# [ACTIVITY]
Go through the data below and count every line that has the word "cancellable". Return only the count.

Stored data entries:
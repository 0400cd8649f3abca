//! Newline-delimited JSON replay source
//!
//! Each non-empty line is one `EngineEvent`. Used for paper trading and for
//! replaying captured sessions without a live gRPC feed.

use async_trait::async_trait;
use std::path::{Path, PathBuf};
use std::time::Duration;
use tokio::fs::File;
use tokio::io::{AsyncBufReadExt, BufReader};
use tokio_util::sync::CancellationToken;
use tracing::{info, warn};

use crate::error::Result;
use crate::stream::events::EngineEvent;
use crate::stream::queue::EventQueue;
use crate::stream::EventSource;

pub struct JsonlReplaySource {
    path: PathBuf,
    interval: Option<Duration>,
}

impl JsonlReplaySource {
    pub fn new(path: impl AsRef<Path>) -> Self {
        Self {
            path: path.as_ref().to_path_buf(),
            interval: None,
        }
    }

    /// Pause between events
    pub fn with_interval(mut self, interval: Duration) -> Self {
        self.interval = Some(interval);
        self
    }
}

#[async_trait]
impl EventSource for JsonlReplaySource {
    async fn run(&self, queue: EventQueue, cancel: CancellationToken) -> Result<()> {
        let file = File::open(&self.path).await?;
        let mut lines = BufReader::new(file).lines();
        let mut line_no = 0u64;
        let mut delivered = 0u64;
        let mut skipped = 0u64;

        info!("Replaying events from {}", self.path.display());

        loop {
            let line = tokio::select! {
                _ = cancel.cancelled() => break,
                line = lines.next_line() => line?,
            };
            let Some(line) = line else { break };
            line_no += 1;

            let trimmed = line.trim();
            if trimmed.is_empty() {
                continue;
            }

            match serde_json::from_str::<EngineEvent>(trimmed) {
                Ok(event) => {
                    if queue.push(event) {
                        delivered += 1;
                    }
                }
                Err(e) => {
                    skipped += 1;
                    warn!(line = line_no, "Skipping malformed replay event: {}", e);
                }
            }

            if let Some(interval) = self.interval {
                tokio::select! {
                    _ = cancel.cancelled() => break,
                    _ = tokio::time::sleep(interval) => {}
                }
            }
        }

        info!(delivered, skipped, "Replay finished");
        Ok(())
    }
}

#[cfg(test)]
mod tests {
    use super::*;
    use std::io::Write;

    #[tokio::test]
    async fn test_replay_pushes_events_and_skips_bad_lines() {
        let mut file = tempfile::NamedTempFile::new().unwrap();
        writeln!(
            file,
            r#"{{"type":"source","connected":true}}"#
        )
        .unwrap();
        writeln!(file, "not json").unwrap();
        writeln!(file).unwrap();
        writeln!(
            file,
            r#"{{"type":"market","mint":"11111111111111111111111111111112","price":0.1,"sol_invested":2.0,"market_cap":9.0,"observed_at":"2024-05-01T12:00:00Z"}}"#
        )
        .unwrap();
        file.flush().unwrap();

        let (queue, rx) = EventQueue::bounded(16);
        JsonlReplaySource::new(file.path())
            .run(queue.clone(), CancellationToken::new())
            .await
            .unwrap();

        assert_eq!(queue.len(), 2);
        assert_eq!(rx.recv().await.map(|e| e.kind()), Some("source"));
        assert_eq!(rx.recv().await.map(|e| e.kind()), Some("market"));
    }

    #[tokio::test]
    async fn test_paced_replay_stops_on_cancel() {
        let mut file = tempfile::NamedTempFile::new().unwrap();
        for _ in 0..3 {
            writeln!(file, r#"{{"type":"source","connected":true}}"#).unwrap();
        }
        file.flush().unwrap();

        let (queue, _rx) = EventQueue::bounded(16);
        let cancel = CancellationToken::new();
        let source = JsonlReplaySource::new(file.path()).with_interval(Duration::from_millis(200));
        let stopper = cancel.clone();
        tokio::spawn(async move {
            tokio::time::sleep(Duration::from_millis(50)).await;
            stopper.cancel();
        });

        let started = std::time::Instant::now();
        source.run(queue.clone(), cancel).await.unwrap();
        assert!(started.elapsed() < Duration::from_millis(200));
        assert_eq!(queue.len(), 1);
    }

    #[tokio::test]
    async fn test_missing_file_is_an_error() {
        let (queue, _rx) = EventQueue::bounded(1);
        let result = JsonlReplaySource::new("/nonexistent/replay.jsonl")
            .run(queue, CancellationToken::new())
            .await;
        assert!(result.is_err());
    }
}
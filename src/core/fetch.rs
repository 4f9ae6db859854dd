use crate::core::gate::{cancellable, AdmissionGate};
use crate::domain::model::{AccountId, Session, Snapshot, ZoneRecords};
use crate::domain::ports::{ZoneClient, ZoneDirectory};
use crate::utils::error::BackupError;
use std::collections::BTreeMap;
use std::sync::Arc;
use tokio::task::JoinSet;
use tokio_util::sync::CancellationToken;

/// Captures every hosted zone and record set visible to a set of sessions.
pub struct ZoneFetcher<D: ZoneDirectory> {
    directory: Arc<D>,
    concurrency: usize,
}

impl<D: ZoneDirectory> ZoneFetcher<D> {
    pub fn new(directory: Arc<D>, concurrency: usize) -> Self {
        Self {
            directory,
            concurrency,
        }
    }

    /// One worker per session. Each worker fills its own accumulator; the
    /// snapshot is assembled here as workers finish.
    pub async fn fetch_all(
        &self,
        sessions: &BTreeMap<AccountId, Session>,
        cancel: &CancellationToken,
    ) -> Snapshot {
        let gate = AdmissionGate::new(self.concurrency);
        let mut workers = JoinSet::new();

        for session in sessions.values() {
            let directory = Arc::clone(&self.directory);
            let gate = gate.clone();
            let cancel = cancel.clone();
            let session = session.clone();

            workers.spawn(async move {
                let _permit = match gate.admit(&cancel).await {
                    Ok(permit) => permit,
                    Err(_) => return (session.account, None),
                };
                let client = directory.connect(&session);
                let zones = fetch_account(&client, &session.account, &cancel).await;
                (session.account, zones)
            });
        }

        let mut snapshot = Snapshot::new();
        while let Some(joined) = workers.join_next().await {
            match joined {
                Ok((account, Some(zones))) => {
                    let bucket = snapshot.entry(account).or_default();
                    for (zone, records) in zones {
                        bucket.entry(zone).or_default().extend(records);
                    }
                }
                Ok((_, None)) => {}
                Err(e) => tracing::error!(error = %e, "Zone fetch worker panicked"),
            }
        }

        tracing::info!(
            sessions = sessions.len(),
            accounts = snapshot.len(),
            zones = snapshot.values().map(|z| z.len()).sum::<usize>(),
            "Hosted zone fetch finished"
        );
        snapshot
    }
}

/// Lists one account's zones and drains every record page.
///
/// Returns `None` when the zone listing itself fails. A failing record page
/// ends the account's work but keeps what was already captured.
async fn fetch_account<C: ZoneClient>(
    client: &C,
    account: &AccountId,
    cancel: &CancellationToken,
) -> Option<ZoneRecords> {
    tracing::info!(account = %account, "Fetching hosted zones");

    let hosted_zones = match cancellable(cancel, client.list_hosted_zones()).await {
        Ok(zones) => zones,
        Err(e) => {
            log_discovery_failure(account, None, &e);
            return None;
        }
    };

    let mut captured = ZoneRecords::new();
    for zone in hosted_zones {
        let bucket = captured.entry(zone.name.clone()).or_default();
        let mut cursor = None;

        loop {
            let page = match cancellable(cancel, client.list_record_sets(&zone.id, cursor.as_ref()))
                .await
            {
                Ok(page) => page,
                Err(e) => {
                    log_discovery_failure(account, Some(&zone.name), &e);
                    return Some(captured);
                }
            };

            bucket.extend(page.records);
            match page.next {
                Some(next) => cursor = Some(next),
                None => break,
            }
        }

        tracing::debug!(
            account = %account,
            zone = %zone.name,
            records = bucket.len(),
            "Captured zone records"
        );
    }

    Some(captured)
}

fn log_discovery_failure(account: &AccountId, zone: Option<&str>, error: &BackupError) {
    match zone {
        Some(zone) => tracing::warn!(
            account = %account,
            zone = %zone,
            error = %error,
            "Failed to list resource record sets, abandoning account"
        ),
        None => tracing::warn!(
            account = %account,
            error = %error,
            "Failed to list hosted zones, abandoning account"
        ),
    }
}
pub mod archive;
pub mod assume;
pub mod engine;
pub mod fetch;
pub mod gate;
pub mod persist;
pub mod pipeline;
pub mod zone_file;

pub use crate::domain::model::{ResourceRecordSet, Session, Snapshot};
pub use crate::domain::ports::{
    ConfigProvider, CredentialBroker, Pipeline, Storage, Trigger, ZoneClient, ZoneDirectory,
};
pub use crate::utils::error::Result;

# [RESULT FOR THIS TASK]
3